Within the listing below, count the lines that include "BTreeMap" and give the count alone.

-=-=-=-=-

//! Load-time content checks.
//!
//! Authored content is static, so every broken reference is reported here
//! instead of surfacing as a dead click mid-mission.
use crate::constants::{CONVENTIONAL_SCORES, MAX_ABS_CHOICE_SCORE};
use crate::data::{ChoiceTarget, Scenario, ScenarioPool};
use crate::error::EngineError;
use std::collections::{BTreeSet, HashMap, VecDeque};
use thiserror::Error;

/// A single problem found in authored content.
#[derive(Debug, Clone, Error, PartialEq, Eq)]
pub enum ContentError {
    #[error("scenario has an empty id")]
    EmptyId,
    #[error("scenario '{scenario}' starts at missing step '{start}'")]
    MissingStart { scenario: String, start: String },
    #[error("scenario '{scenario}' step '{step}' has no choices")]
    EmptyStep { scenario: String, step: String },
    #[error("scenario '{scenario}' step '{step}' choice '{choice}' points to missing step '{target}'")]
    DanglingNext {
        scenario: String,
        step: String,
        choice: String,
        target: String,
    },
    #[error(
        "scenario '{scenario}' step '{step}' choice '{choice}' points to missing ending '{target}'"
    )]
    DanglingEnding {
        scenario: String,
        step: String,
        choice: String,
        target: String,
    },
    #[error("scenario '{scenario}' step '{step}' choice '{choice}' sets both next and ending")]
    AmbiguousTarget {
        scenario: String,
        step: String,
        choice: String,
    },
    #[error("scenario '{scenario}' step '{step}' choice '{choice}' sets neither next nor ending")]
    MissingTarget {
        scenario: String,
        step: String,
        choice: String,
    },
    #[error(
        "scenario '{scenario}' step '{step}' choice '{choice}' scores {score} (allowed -{max}..={max})"
    )]
    ScoreOutOfRange {
        scenario: String,
        step: String,
        choice: String,
        score: i32,
        max: i32,
    },
    #[error("scenario id '{scenario}' appears in both '{first}' and '{second}'")]
    DuplicateId {
        scenario: String,
        first: String,
        second: String,
    },
}

/// Non-blocking observations about authored content.
#[derive(Debug, Clone, PartialEq, Eq)]
pub enum ContentWarning {
    UnreachableStep { scenario: String, step: String },
    UnreachableEnding { scenario: String, ending: String },
    UnusualScore {
        scenario: String,
        step: String,
        choice: String,
        score: i32,
    },
    EmptyCategory { category: String },
}

impl std::fmt::Display for ContentWarning {
    fn fmt(&self, f: &mut std::fmt::Formatter<'_>) -> std::fmt::Result {
        match self {
            Self::UnreachableStep { scenario, step } => {
                write!(f, "scenario '{scenario}' step '{step}' is unreachable")
            }
            Self::UnreachableEnding { scenario, ending } => {
                write!(f, "scenario '{scenario}' ending '{ending}' is unreachable")
            }
            Self::UnusualScore {
                scenario,
                step,
                choice,
                score,
            } => write!(
                f,
                "scenario '{scenario}' step '{step}' choice '{choice}' scores {score} (expected -10, 0 or 10)"
            ),
            Self::EmptyCategory { category } => write!(f, "category '{category}' is empty"),
        }
    }
}

/// Everything found by a validation pass.
#[derive(Debug, Clone, Default, PartialEq, Eq)]
pub struct ValidationReport {
    pub errors: Vec<ContentError>,
    pub warnings: Vec<ContentWarning>,
}

impl ValidationReport {
    #[must_use]
    pub fn is_valid(&self) -> bool {
        self.errors.is_empty()
    }

    pub fn merge(&mut self, other: Self) {
        self.errors.extend(other.errors);
        self.warnings.extend(other.warnings);
    }

    /// Convert into a result, keeping warnings out of the error path.
    ///
    /// # Errors
    ///
    /// Returns `EngineError::InvalidContent` when any error was recorded.
    pub fn into_result(self) -> Result<Vec<ContentWarning>, EngineError> {
        if self.errors.is_empty() {
            Ok(self.warnings)
        } else {
            Err(EngineError::InvalidContent(self.errors))
        }
    }
}

/// Check one scenario's references, targets and reachability.
#[must_use]
pub fn validate_scenario(scenario: &Scenario) -> ValidationReport {
    let mut report = ValidationReport::default();
    let sid = scenario.id.clone();

    if scenario.id.trim().is_empty() {
        report.errors.push(ContentError::EmptyId);
    }
    if !scenario.steps.contains_key(&scenario.start) {
        report.errors.push(ContentError::MissingStart {
            scenario: sid.clone(),
            start: scenario.start.clone(),
        });
    }

    for (step_key, step) in &scenario.steps {
        if step.choices.is_empty() {
            report.errors.push(ContentError::EmptyStep {
                scenario: sid.clone(),
                step: step_key.clone(),
            });
        }
        for (choice_key, choice) in &step.choices {
            if choice.score.unsigned_abs() > MAX_ABS_CHOICE_SCORE.unsigned_abs() {
                report.errors.push(ContentError::ScoreOutOfRange {
                    scenario: sid.clone(),
                    step: step_key.clone(),
                    choice: choice_key.clone(),
                    score: choice.score,
                    max: MAX_ABS_CHOICE_SCORE,
                });
            } else if !CONVENTIONAL_SCORES.contains(&choice.score) {
                report.warnings.push(ContentWarning::UnusualScore {
                    scenario: sid.clone(),
                    step: step_key.clone(),
                    choice: choice_key.clone(),
                    score: choice.score,
                });
            }
            match choice.target() {
                Some(ChoiceTarget::Step(target)) if !scenario.steps.contains_key(target) => {
                    report.errors.push(ContentError::DanglingNext {
                        scenario: sid.clone(),
                        step: step_key.clone(),
                        choice: choice_key.clone(),
                        target: target.to_string(),
                    });
                }
                Some(ChoiceTarget::Ending(target)) if !scenario.endings.contains_key(target) => {
                    report.errors.push(ContentError::DanglingEnding {
                        scenario: sid.clone(),
                        step: step_key.clone(),
                        choice: choice_key.clone(),
                        target: target.to_string(),
                    });
                }
                Some(_) => {}
                None if choice.next.is_some() => {
                    report.errors.push(ContentError::AmbiguousTarget {
                        scenario: sid.clone(),
                        step: step_key.clone(),
                        choice: choice_key.clone(),
                    });
                }
                None => {
                    report.errors.push(ContentError::MissingTarget {
                        scenario: sid.clone(),
                        step: step_key.clone(),
                        choice: choice_key.clone(),
                    });
                }
            }
        }
    }

    if report.errors.is_empty() {
        report.warnings.extend(unreachable_warnings(scenario));
    }
    report
}

fn unreachable_warnings(scenario: &Scenario) -> Vec<ContentWarning> {
    let mut seen_steps: BTreeSet<&str> = BTreeSet::new();
    let mut seen_endings: BTreeSet<&str> = BTreeSet::new();
    let mut queue: VecDeque<&str> = VecDeque::from([scenario.start.as_str()]);

    while let Some(key) = queue.pop_front() {
        if !seen_steps.insert(key) {
            continue;
        }
        let Some(step) = scenario.steps.get(key) else {
            continue;
        };
        for choice in step.choices.values() {
            match choice.target() {
                Some(ChoiceTarget::Step(next)) => queue.push_back(next),
                Some(ChoiceTarget::Ending(ending)) => {
                    seen_endings.insert(ending);
                }
                None => {}
            }
        }
    }

    let steps = scenario
        .steps
        .keys()
        .filter(|key| !seen_steps.contains(key.as_str()))
        .map(|key| ContentWarning::UnreachableStep {
            scenario: scenario.id.clone(),
            step: key.clone(),
        });
    let endings = scenario
        .endings
        .keys()
        .filter(|key| !seen_endings.contains(key.as_str()))
        .map(|key| ContentWarning::UnreachableEnding {
            scenario: scenario.id.clone(),
            ending: key.clone(),
        });
    steps.chain(endings).collect()
}

/// Validate every scenario in a pool, plus cross-scenario id uniqueness.
#[must_use]
pub fn validate_pool(pool: &ScenarioPool) -> ValidationReport {
    let mut report = ValidationReport::default();
    let mut first_seen: HashMap<&str, &str> = HashMap::new();

    for (category, scenarios) in &pool.categories {
        if scenarios.is_empty() {
            report.warnings.push(ContentWarning::EmptyCategory {
                category: category.clone(),
            });
        }
        for scenario in scenarios {
            if let Some(first) = first_seen.insert(scenario.id.as_str(), category.as_str()) {
                report.errors.push(ContentError::DuplicateId {
                    scenario: scenario.id.clone(),
                    first: first.to_string(),
                    second: category.clone(),
                });
            }
            report.merge(validate_scenario(scenario));
        }
    }
    report
}

#[cfg(test)]
mod tests {
    use super::*;
    use crate::data::{Choice, Ending, Step};
    use std::collections::BTreeMap;

    fn choice(score: i32, next: Option<&str>, ending: Option<&str>) -> Choice {
        Choice {
            text: format!("choice {score}"),
            score,
            feedback: String::new(),
            next: next.map(str::to_string),
            ending: ending.map(str::to_string),
        }
    }

    fn scenario_with(choices: Vec<(&str, Choice)>) -> Scenario {
        let mut steps = BTreeMap::new();
        steps.insert(
            "s1".to_string(),
            Step {
                text: "start".to_string(),
                choices: choices
                    .into_iter()
                    .map(|(k, c)| (k.to_string(), c))
                    .collect(),
            },
        );
        let mut endings = BTreeMap::new();
        endings.insert(
            "done".to_string(),
            Ending {
                title: "Done".to_string(),
                text: String::new(),
            },
        );
        Scenario {
            id: "t".to_string(),
            title: "T".to_string(),
            start: "s1".to_string(),
            steps,
            endings,
        }
    }

    #[test]
    fn clean_scenario_passes() {
        let scenario = scenario_with(vec![("a", choice(10, None, Some("done")))]);
        let report = validate_scenario(&scenario);
        assert!(report.is_valid());
        assert!(report.warnings.is_empty());
    }

    #[test]
    fn dangling_references_are_all_reported() {
        let scenario = scenario_with(vec![
            ("a", choice(10, Some("nowhere"), None)),
            ("b", choice(0, None, Some("missing"))),
            ("c", choice(0, Some("s1"), Some("done"))),
            ("d", choice(0, None, None)),
        ]);
        let report = validate_scenario(&scenario);
        assert_eq!(report.errors.len(), 4);
        assert!(matches!(report.errors[0], ContentError::DanglingNext { .. }));
        assert!(matches!(report.errors[1], ContentError::DanglingEnding { .. }));
        assert!(matches!(report.errors[2], ContentError::AmbiguousTarget { .. }));
        assert!(matches!(report.errors[3], ContentError::MissingTarget { .. }));
    }

    #[test]
    fn missing_start_and_empty_step() {
        let mut scenario = scenario_with(Vec::new());
        scenario.start = "ghost".to_string();
        let report = validate_scenario(&scenario);
        assert!(report.errors.contains(&ContentError::MissingStart {
            scenario: "t".to_string(),
            start: "ghost".to_string(),
        }));
        assert!(report.errors.contains(&ContentError::EmptyStep {
            scenario: "t".to_string(),
            step: "s1".to_string(),
        }));
        assert!(report.into_result().is_err());
    }

    #[test]
    fn warnings_do_not_block() {
        let mut scenario = scenario_with(vec![("a", choice(7, None, Some("done")))]);
        scenario.endings.insert(
            "orphan".to_string(),
            Ending {
                title: "Orphan".to_string(),
                text: String::new(),
            },
        );
        let warnings = validate_scenario(&scenario).into_result().unwrap();
        assert_eq!(warnings.len(), 2);
        assert!(warnings.iter().any(|w| matches!(w, ContentWarning::UnusualScore { score: 7, .. })));
        assert!(
            warnings
                .iter()
                .any(|w| matches!(w, ContentWarning::UnreachableEnding { ending, .. } if ending == "orphan"))
        );
    }

    #[test]
    fn scores_beyond_the_cap_are_errors() {
        let scenario = scenario_with(vec![
            ("a", choice(i32::MAX, None, Some("done"))),
            ("b", choice(-101, None, Some("done"))),
            ("c", choice(100, None, Some("done"))),
        ]);
        let report = validate_scenario(&scenario);
        assert_eq!(report.errors.len(), 2);
        assert!(report.errors.iter().all(|e| matches!(e, ContentError::ScoreOutOfRange { max: 100, .. })));
        assert!(report.errors.iter().any(|e| matches!(e, ContentError::ScoreOutOfRange { score: i32::MIN..=-101, .. })));
        assert!(
            report
                .warnings
                .iter()
                .any(|w| matches!(w, ContentWarning::UnusualScore { score: 100, .. }))
        );
        assert!(crate::compiler::compile(&scenario, "Play again").is_err());
    }

    #[test]
    fn duplicate_ids_across_categories() {
        let scenario = scenario_with(vec![("a", choice(10, None, Some("done")))]);
        let mut pool = ScenarioPool::empty();
        pool.insert("daily", scenario.clone());
        pool.insert("crisis", scenario);
        pool.categories.insert("wildcard".to_string(), Vec::new());
        let report = validate_pool(&pool);
        assert_eq!(report.errors.len(), 1);
        assert!(matches!(report.errors[0], ContentError::DuplicateId { .. }));
        assert!(
            report
                .warnings
                .contains(&ContentWarning::EmptyCategory {
                    category: "wildcard".to_string()
                })
        );
    }

    #[test]
    fn bundled_pool_is_clean() {
        let report = validate_pool(&ScenarioPool::bundled());
        assert!(report.is_valid(), "{:?}", report.errors);
        assert!(report.warnings.is_empty(), "{:?}", report.warnings);
    }
}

-=-=-=-=-

**ANSWER FOR THE TASK**
3